##### TASK DATA #####
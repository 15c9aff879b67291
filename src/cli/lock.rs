//! The `lock` command.

use crate::config::Settings;
use crate::lockfile::{LOCKFILE_NAME, LockFile};
use crate::manifest::ManifestStore;
use anyhow::Result;
use clap::Args;
use colored::Colorize;
use std::path::PathBuf;

/// Write a lockfile pinning every installed bundle at its exact state,
/// ordered so that dependencies precede their dependents.
#[derive(Args)]
pub struct LockCommand {
    /// Output path
    #[arg(short, long, default_value = LOCKFILE_NAME)]
    output: PathBuf,
}

impl LockCommand {
    pub async fn execute(self, settings: Settings) -> Result<()> {
        let store = ManifestStore::new(settings.manifest_dir);
        let lock = LockFile::build(&store)?;
        lock.save(&self.output)?;
        println!(
            "{} {} ({} bundle{})",
            "Wrote".green().bold(),
            self.output.display(),
            lock.entries.len(),
            if lock.entries.len() == 1 { "" } else { "s" }
        );
        Ok(())
    }
}
//! Lockfile generation, parsing and ordering.
//!
//! The lockfile is an ordered snapshot of every installed, pinned bundle,
//! replayable to reproduce the exact installed dependency graph. Ordering
//! is the load-bearing part: every entry appears after all entries it
//! depends on, so replaying the file top to bottom installs dependencies
//! before their dependents.
//!
//! # Format
//!
//! A literal JSON sequence, one record per line for line-oriented diffing:
//!
//! ```text
//! [
//! {"repo":"https://example.com/a.git","sha":"1111..."},
//! {"repo":"https://example.com/b.tar.gz","sha":"2222...","type":"archive"}
//! ]
//! ```
//!
//! Each bundle's line is stable across regenerations unless its pin or
//! dependency set changes. The `type` key is carried only when it differs
//! from the default (VCS).
//!
//! # Ordering algorithm
//!
//! Repeated-pass selection over the installed manifests: a bundle becomes
//! eligible once every one of its dependency identifiers has been placed;
//! full passes repeat until all bundles are placed or a pass places none,
//! which is a fatal [`BpmError::UnresolvableOrder`] naming every unplaced
//! repo (a cycle, or a dependency that is not installed). Bundles becoming
//! eligible in the same pass are ordered lexicographically by repo so
//! regenerated lockfiles are reproducible regardless of directory
//! enumeration order.
//!
//! At load time, file order is authoritative: the loader never re-sorts. A
//! hand-edited lockfile out of dependency order will install dependents
//! first; keeping the file well-ordered is the caller's responsibility.

use crate::core::BpmError;
use crate::descriptor::{BundleDescriptor, BundleType, RawDependency};
use crate::manifest::ManifestStore;
use anyhow::{Context, Result};
use serde::{Deserialize, Serialize};
use std::collections::HashSet;
use std::path::Path;

/// Default lockfile name.
pub const LOCKFILE_NAME: &str = "bpm.lock";

/// One pinned bundle in the lockfile.
#[derive(Debug, Clone, PartialEq, Eq, Serialize, Deserialize)]
pub struct LockEntry {
    /// Repository URL or archive location.
    pub repo: String,
    /// Commit hash (VCS) or archive checksum.
    pub sha: String,
    /// Transport type; omitted when VCS.
    #[serde(
        default,
        rename = "type",
        skip_serializing_if = "BundleType::is_default"
    )]
    pub kind: BundleType,
}

impl LockEntry {
    /// Descriptor to replay this entry with. VCS entries pin the recorded
    /// commit as the tag; archive checksums are not refs, so archives
    /// replay unpinned (the URL itself names the exact content).
    pub fn to_descriptor(&self) -> BundleDescriptor {
        match self.kind {
            BundleType::Vcs => BundleDescriptor {
                repo: self.repo.clone(),
                tag: Some(self.sha.clone()),
                kind: BundleType::Vcs,
            },
            BundleType::Archive => BundleDescriptor {
                repo: self.repo.clone(),
                tag: None,
                kind: BundleType::Archive,
            },
        }
    }
}

/// An ordered sequence of lock entries.
#[derive(Debug, Clone, Default, PartialEq, Eq)]
pub struct LockFile {
    /// Entries in dependency-respecting order.
    pub entries: Vec<LockEntry>,
}

impl LockFile {
    /// Build a dependency-respecting total order over the installed
    /// manifests in `store`.
    ///
    /// Manifests lacking both `repo` and `sha` (local/dev bundles) are
    /// skipped with a notice. Duplicate repos keep one representative
    /// entry.
    pub fn build(store: &ManifestStore) -> Result<Self> {
        struct Node {
            repo: String,
            sha: String,
            kind: BundleType,
            deps: Vec<String>,
        }

        let mut nodes: Vec<Node> = Vec::new();
        let mut seen: HashSet<String> = HashSet::new();
        for (name, manifest) in store.load_all()? {
            if !manifest.is_pinned() {
                tracing::info!(
                    target: "lockfile",
                    "skipping local bundle '{name}' (no repo/sha)"
                );
                continue;
            }
            let repo = manifest.repo.clone().unwrap_or_default();
            if !seen.insert(repo.clone()) {
                continue;
            }
            // Manifests store bare repo strings; the transport type is
            // recovered from the archive filename suffix.
            let kind = if looks_like_archive(&repo) {
                BundleType::Archive
            } else {
                BundleType::Vcs
            };
            nodes.push(Node {
                repo,
                sha: manifest.sha.clone().unwrap_or_default(),
                kind,
                deps: manifest.dependencies.iter().map(RawDependency::repo_id).collect(),
            });
        }

        // Lexicographic base order makes the same-pass tie-break canonical.
        nodes.sort_by(|a, b| a.repo.cmp(&b.repo));

        let mut entries = Vec::with_capacity(nodes.len());
        let mut placed: HashSet<String> = HashSet::new();
        while !nodes.is_empty() {
            let mut placed_this_pass = Vec::new();
            let mut still_remaining = Vec::new();
            for node in nodes {
                if node.deps.iter().all(|dep| placed.contains(dep)) {
                    placed_this_pass.push(node);
                } else {
                    still_remaining.push(node);
                }
            }
            if placed_this_pass.is_empty() {
                let repos: Vec<String> =
                    still_remaining.into_iter().map(|n| n.repo).collect();
                return Err(BpmError::UnresolvableOrder { repos }.into());
            }
            for node in placed_this_pass {
                placed.insert(node.repo.clone());
                entries.push(LockEntry {
                    repo: node.repo,
                    sha: node.sha,
                    kind: node.kind,
                });
            }
            nodes = still_remaining;
        }

        Ok(Self { entries })
    }

    /// Serialize to the line-oriented JSON sequence.
    pub fn serialize(&self) -> String {
        let mut out = String::from("[\n");
        for (i, entry) in self.entries.iter().enumerate() {
            // LockEntry serialization cannot fail: plain strings only.
            out.push_str(&serde_json::to_string(entry).expect("lock entry serializes"));
            if i + 1 < self.entries.len() {
                out.push(',');
            }
            out.push('\n');
        }
        out.push_str("]\n");
        out
    }

    /// Parse a serialized lockfile, preserving file order exactly.
    pub fn parse(text: &str) -> Result<Self> {
        let entries: Vec<LockEntry> =
            serde_json::from_str(text).map_err(BpmError::from)?;
        Ok(Self { entries })
    }

    /// Write the lockfile to `path`.
    pub fn save(&self, path: &Path) -> Result<()> {
        std::fs::write(path, self.serialize())
            .with_context(|| format!("writing lockfile {}", path.display()))?;
        tracing::info!(
            target: "lockfile",
            "wrote {} entries to {}",
            self.entries.len(),
            path.display()
        );
        Ok(())
    }

    /// Read and parse the lockfile at `path`.
    pub fn load(path: &Path) -> Result<Self> {
        let text = std::fs::read_to_string(path)
            .with_context(|| format!("reading lockfile {}", path.display()))?;
        Self::parse(&text)
    }
}

/// Archive repos are recognizable by their filename suffix; everything
/// else in a manifest is a VCS repo.
fn looks_like_archive(repo: &str) -> bool {
    let lower = repo.to_ascii_lowercase();
    lower.ends_with(".zip")
        || lower.ends_with(".tar.gz")
        || lower.ends_with(".tgz")
        || lower.ends_with(".tar")
}

#[cfg(test)]
mod tests {
    use super::*;
    use crate::descriptor::RawDependency;
    use crate::manifest::InstalledManifest;
    use tempfile::TempDir;

    fn store_with(manifests: &[(&str, &str, &str, &[&str])]) -> (TempDir, ManifestStore) {
        let dir = TempDir::new().unwrap();
        let store = ManifestStore::new(dir.path());
        for (name, repo, sha, deps) in manifests {
            store
                .save(
                    name,
                    &InstalledManifest {
                        repo: Some((*repo).to_string()),
                        sha: Some((*sha).to_string()),
                        dependencies: deps
                            .iter()
                            .map(|d| RawDependency::Reference((*d).to_string()))
                            .collect(),
                        paths: Vec::new(),
                    },
                )
                .unwrap();
        }
        (dir, store)
    }

    fn repos(lock: &LockFile) -> Vec<&str> {
        lock.entries.iter().map(|e| e.repo.as_str()).collect()
    }

    #[test]
    fn test_dependency_comes_first() {
        // B depends on A: order must be [A, B] regardless of enumeration.
        let (_dir, store) = store_with(&[
            ("b", "B", "2", &["A"]),
            ("a", "A", "1", &[]),
        ]);
        let lock = LockFile::build(&store).unwrap();
        assert_eq!(repos(&lock), ["A", "B"]);
    }

    #[test]
    fn test_dependencies_ordered_before_dependents() {
        let (_dir, store) = store_with(&[
            ("c", "C", "3", &["B"]),
            ("a", "A", "1", &[]),
            ("b", "B", "2", &["A"]),
            ("d", "D", "4", &["A", "C"]),
        ]);
        let lock = LockFile::build(&store).unwrap();
        let order = repos(&lock);
        let pos = |r: &str| order.iter().position(|x| *x == r).unwrap();
        assert!(pos("A") < pos("B"));
        assert!(pos("B") < pos("C"));
        assert!(pos("A") < pos("D"));
        assert!(pos("C") < pos("D"));
    }

    #[test]
    fn test_same_pass_tie_break_is_lexicographic() {
        let (_dir, store) = store_with(&[
            ("z", "Z", "1", &[]),
            ("m", "M", "2", &[]),
            ("a", "A", "3", &[]),
        ]);
        let lock = LockFile::build(&store).unwrap();
        assert_eq!(repos(&lock), ["A", "M", "Z"]);
    }

    #[test]
    fn test_cycle_names_both_repos() {
        let (_dir, store) = store_with(&[
            ("a", "A", "1", &["B"]),
            ("b", "B", "2", &["A"]),
        ]);
        let err = LockFile::build(&store).unwrap_err();
        match err.downcast_ref::<BpmError>() {
            Some(BpmError::UnresolvableOrder { repos }) => {
                assert!(repos.contains(&"A".to_string()));
                assert!(repos.contains(&"B".to_string()));
            }
            other => panic!("unexpected error: {other:?}"),
        }
    }

    #[test]
    fn test_missing_dependency_is_unresolvable() {
        let (_dir, store) = store_with(&[("a", "A", "1", &["NotInstalled"])]);
        let err = LockFile::build(&store).unwrap_err();
        assert!(matches!(
            err.downcast_ref::<BpmError>(),
            Some(BpmError::UnresolvableOrder { repos }) if repos == &["A".to_string()]
        ));
    }

    #[test]
    fn test_local_bundles_excluded() {
        let dir = TempDir::new().unwrap();
        let store = ManifestStore::new(dir.path());
        store
            .save("dev", &InstalledManifest::default())
            .unwrap();
        store
            .save(
                "a",
                &InstalledManifest {
                    repo: Some("A".to_string()),
                    sha: Some("1".to_string()),
                    ..Default::default()
                },
            )
            .unwrap();
        let lock = LockFile::build(&store).unwrap();
        assert_eq!(repos(&lock), ["A"]);
    }

    #[test]
    fn test_serialize_one_record_per_line() {
        let lock = LockFile {
            entries: vec![
                LockEntry {
                    repo: "A".to_string(),
                    sha: "1".to_string(),
                    kind: BundleType::Vcs,
                },
                LockEntry {
                    repo: "B.tar.gz".to_string(),
                    sha: "2".to_string(),
                    kind: BundleType::Archive,
                },
            ],
        };
        let text = lock.serialize();
        let lines: Vec<&str> = text.lines().collect();
        assert_eq!(lines.first(), Some(&"["));
        assert_eq!(lines.last(), Some(&"]"));
        assert_eq!(lines.len(), 4);
        assert!(lines[1].contains("\"repo\":\"A\""));
        assert!(!lines[1].contains("type"));
        assert!(lines[2].contains("\"type\":\"archive\""));
    }

    #[test]
    fn test_serialize_parse_round_trip_preserves_order() {
        let lock = LockFile {
            entries: vec![
                LockEntry {
                    repo: "B".to_string(),
                    sha: "2".to_string(),
                    kind: BundleType::Vcs,
                },
                LockEntry {
                    repo: "A".to_string(),
                    sha: "1".to_string(),
                    kind: BundleType::Vcs,
                },
            ],
        };
        // Deliberately "wrong" order: parse must preserve it verbatim.
        let parsed = LockFile::parse(&lock.serialize()).unwrap();
        assert_eq!(parsed, lock);
    }

    #[test]
    fn test_vcs_entry_replays_pinned_to_sha() {
        let entry = LockEntry {
            repo: "https://a.git".to_string(),
            sha: "abc123".to_string(),
            kind: BundleType::Vcs,
        };
        let desc = entry.to_descriptor();
        assert_eq!(desc.tag.as_deref(), Some("abc123"));
        assert_eq!(desc.kind, BundleType::Vcs);
    }

    #[test]
    fn test_archive_detection_from_suffix() {
        let (_dir, store) = store_with(&[(
            "pkg",
            "https://example.com/pkg-1.0.tar.gz",
            "deadbeef",
            &[],
        )]);
        let lock = LockFile::build(&store).unwrap();
        assert_eq!(lock.entries[0].kind, BundleType::Archive);
    }
}
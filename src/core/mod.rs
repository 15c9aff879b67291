//! Core types and error handling shared across bpm.
//!
//! This module re-exports the error machinery used everywhere else:
//! [`BpmError`] for typed failures, [`ErrorContext`] for CLI-facing
//! rendering, and [`user_friendly_error`] for the conversion at the binary
//! boundary.

pub mod error;

pub use error::{BpmError, ErrorContext, user_friendly_error};
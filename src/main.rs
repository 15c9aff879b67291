//! BPM CLI entry point.
//!
//! Parses the command line, runs the requested command, and renders
//! failures as user-friendly errors with suggestions before exiting
//! non-zero.

use anyhow::Result;
use bpm_cli::cli;
use bpm_cli::core::user_friendly_error;
use clap::Parser;

#[tokio::main]
async fn main() -> Result<()> {
    let cli = cli::Cli::parse();

    #[cfg(windows)]
    colored::control::set_virtual_terminal(true).ok();

    match cli.execute().await {
        Ok(()) => Ok(()),
        Err(e) => {
            let error_ctx = user_friendly_error(e);
            error_ctx.display();
            std::process::exit(1);
        }
    }
}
#####
__WORK TASK__. Print the lines above from the one with "parsing and ordering." through the one with "has been placed;", both included, exactly as written and nothing more.

__REPLY__.
//! Lockfile generation, parsing and ordering.
//!
//! The lockfile is an ordered snapshot of every installed, pinned bundle,
//! replayable to reproduce the exact installed dependency graph. Ordering
//! is the load-bearing part: every entry appears after all entries it
//! depends on, so replaying the file top to bottom installs dependencies
//! before their dependents.
//!
//! # Format
//!
//! A literal JSON sequence, one record per line for line-oriented diffing:
//!
//! ```text
//! [
//! {"repo":"https://example.com/a.git","sha":"1111..."},
//! {"repo":"https://example.com/b.tar.gz","sha":"2222...","type":"archive"}
//! ]
//! ```
//!
//! Each bundle's line is stable across regenerations unless its pin or
//! dependency set changes. The `type` key is carried only when it differs
//! from the default (VCS).
//!
//! # Ordering algorithm
//!
//! Repeated-pass selection over the installed manifests: a bundle becomes
//! eligible once every one of its dependency identifiers has been placed;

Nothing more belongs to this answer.